Nivik frowned, "That bad, huh?"
"Yeah," she said, sucking in a deep breath, "They needed pilots to fly some simple personnel transports, but I ended up spending most of my mission using my pod as medic-trans. We were under pretty heavy fire most of the time, sleep was rarely an option, then the third week there those little green bastards broke out the Nrivine-gas. I would have been dead if I hadn't been in my pod at the time. I was just lucky, a lot of others weren't...."

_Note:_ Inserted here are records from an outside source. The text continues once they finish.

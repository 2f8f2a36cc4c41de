//! Completion tracking for saved plans.
//!
//! Completion is recorded per (day index, exercise index) pair. Entries that
//! no longer address an exercise in the plan are kept but never counted.

use crate::{Error, Result, SavedPlan, UserProfile, WorkoutPlan};
use chrono::Utc;
use serde::Serialize;

/// Completed vs total exercise count
#[derive(Clone, Copy, Debug, Default, PartialEq, Eq, Serialize)]
pub struct Progress {
    pub completed: usize,
    pub total: usize,
}

impl Progress {
    /// Percentage complete in `0.0..=100.0`; an empty plan is 0% complete
    pub fn percentage(&self) -> f64 {
        if self.total == 0 {
            return 0.0;
        }
        (self.completed as f64 / self.total as f64) * 100.0
    }

    /// Percentage rounded to the nearest whole number, for display
    pub fn rounded_percentage(&self) -> u32 {
        self.percentage().round() as u32
    }

    pub fn is_complete(&self) -> bool {
        self.total > 0 && self.completed == self.total
    }
}

impl SavedPlan {
    /// Wrap a freshly parsed plan with empty tracking state
    pub fn new(plan: WorkoutPlan, profile: Option<UserProfile>) -> Self {
        let now = Utc::now();
        Self {
            plan,
            profile,
            completed_exercises: Default::default(),
            saved_at: now,
            updated_at: now,
        }
    }

    /// Mark an exercise as done or not done
    ///
    /// Indices are 0-based and must address an exercise in the plan.
    pub fn set_completed(
        &mut self,
        day_index: usize,
        exercise_index: usize,
        completed: bool,
    ) -> Result<()> {
        let day = self.plan.days.get(day_index).ok_or_else(|| {
            Error::Tracking(format!(
                "day {} does not exist (plan has {} days)",
                day_index + 1,
                self.plan.days.len()
            ))
        })?;

        if exercise_index >= day.exercises.len() {
            return Err(Error::Tracking(format!(
                "exercise {} does not exist ({} has {} exercises)",
                exercise_index + 1,
                day.day,
                day.exercises.len()
            )));
        }

        self.completed_exercises
            .entry(day_index)
            .or_default()
            .insert(exercise_index, completed);
        self.updated_at = Utc::now();

        tracing::debug!(
            "Set {} / {:?} completed = {}",
            day.day,
            day.exercises[exercise_index].name,
            completed
        );
        Ok(())
    }

    /// Whether an exercise is marked done; unknown entries are not done
    pub fn is_completed(&self, day_index: usize, exercise_index: usize) -> bool {
        self.completed_exercises
            .get(&day_index)
            .and_then(|day| day.get(&exercise_index))
            .copied()
            .unwrap_or(false)
    }

    /// Progress over the whole plan
    pub fn progress(&self) -> Progress {
        (0..self.plan.days.len())
            .filter_map(|idx| self.day_progress(idx))
            .fold(Progress::default(), |acc, p| Progress {
                completed: acc.completed + p.completed,
                total: acc.total + p.total,
            })
    }

    /// Progress within a single day, `None` if the day does not exist
    pub fn day_progress(&self, day_index: usize) -> Option<Progress> {
        let day = self.plan.days.get(day_index)?;
        let completed = (0..day.exercises.len())
            .filter(|&ex| self.is_completed(day_index, ex))
            .count();
        Some(Progress {
            completed,
            total: day.exercises.len(),
        })
    }

    /// Clear all completion state
    pub fn reset_progress(&mut self) {
        self.completed_exercises.clear();
        self.updated_at = Utc::now();
    }
}

#[cfg(test)]
mod tests {
    use super::*;
    use crate::parser::parse;

    fn two_day_plan() -> SavedPlan {
        let plan = parse(
            "# Test\n## Day 1: A\n### Squat\n### Row\n## Day 2: B\n### Run\n### Plank\n",
        );
        SavedPlan::new(plan, None)
    }

    #[test]
    fn test_new_saved_plan_has_no_progress() {
        let saved = two_day_plan();
        assert!(saved.completed_exercises.is_empty());
        assert_eq!(saved.progress(), Progress { completed: 0, total: 4 });
        assert_eq!(saved.progress().percentage(), 0.0);
    }

    #[test]
    fn test_empty_plan_is_zero_percent() {
        let saved = SavedPlan::new(parse(""), None);
        let progress = saved.progress();
        assert_eq!(progress.total, 0);
        assert_eq!(progress.percentage(), 0.0);
        assert!(!progress.is_complete());
    }

    #[test]
    fn test_set_completed_updates_progress() {
        let mut saved = two_day_plan();
        saved.set_completed(0, 1, true).unwrap();
        saved.set_completed(1, 0, true).unwrap();

        assert!(saved.is_completed(0, 1));
        assert!(!saved.is_completed(0, 0));
        assert_eq!(saved.progress().percentage(), 50.0);
        assert_eq!(saved.day_progress(0), Some(Progress { completed: 1, total: 2 }));
        assert_eq!(saved.day_progress(5), None);

        // Unchecking keeps the entry but stops counting it
        saved.set_completed(1, 0, false).unwrap();
        assert!(!saved.completed_exercises[&1][&0]);
        assert_eq!(saved.progress().completed, 1);
    }

    #[test]
    fn test_set_completed_out_of_range() {
        let mut saved = two_day_plan();
        let err = saved.set_completed(2, 0, true).unwrap_err();
        assert!(matches!(err, Error::Tracking(_)));

        let err = saved.set_completed(0, 2, true).unwrap_err();
        assert!(err.to_string().contains("exercise 3 does not exist"));
        assert!(saved.completed_exercises.is_empty());
    }

    #[test]
    fn test_stale_entries_not_counted() {
        let mut saved = two_day_plan();
        saved.completed_exercises.entry(0).or_default().insert(7, true);
        saved.completed_exercises.entry(9).or_default().insert(0, true);
        saved.set_completed(0, 0, true).unwrap();

        assert_eq!(saved.progress(), Progress { completed: 1, total: 4 });
    }

    #[test]
    fn test_rounding_and_completion() {
        let p = Progress { completed: 1, total: 3 };
        assert_eq!(p.rounded_percentage(), 33);
        let p = Progress { completed: 2, total: 3 };
        assert_eq!(p.rounded_percentage(), 67);
        assert!(Progress { completed: 3, total: 3 }.is_complete());
    }

    #[test]
    fn test_reset_progress() {
        let mut saved = two_day_plan();
        saved.set_completed(0, 0, true).unwrap();
        saved.reset_progress();
        assert_eq!(saved.progress().completed, 0);
    }

    #[test]
    fn test_completion_map_json_shape() {
        let mut saved = two_day_plan();
        saved.set_completed(1, 1, true).unwrap();

        let json = serde_json::to_value(&saved).unwrap();
        assert_eq!(json["completed_exercises"]["1"]["1"], true);

        let text = serde_json::to_string(&saved).unwrap();
        let back: SavedPlan = serde_json::from_str(&text).unwrap();
        assert_eq!(back, saved);
    }
}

She seemed to lose her train of thought and started to stare past Nivik as some unknown object in the distance. It quickly became clear to him why she had reacted to a playful gesture with brute physical force. It also explained why she was eagerly gulping down the green nutrient paste in the food dispensary earlier. Combat missions leave anyone starving for real food, no matter how unsanitary. He could also remember with great clarity how he felt when he came back from his last combat mission. There were several weeks spent with virtually no sleep, and though the memory had become a faint haze, he could remember feeling immense paranoia, and an almost disembodied hyper vigilance of his surroundings. Though he never gave anyone a concussion, there had been a very unfortunate incident involving a tranquilizer syringe and a nurse who seemed to have it out for him. He was convinced that she was actually a Maxian spy, but thankfully his attempt to stab her with it was interrupted. Assaulting a fellow soldier with a weapon was a criminally punishable offense.
"It's ok, Novi. This doesn't really matter," he said, pointing at his bandage, "don't worry about my eye, I'm sure it will heal just fine. If you need to talk you know where to find me. Just for the love of our Great Leader, don't talk to the base counselor about any of this."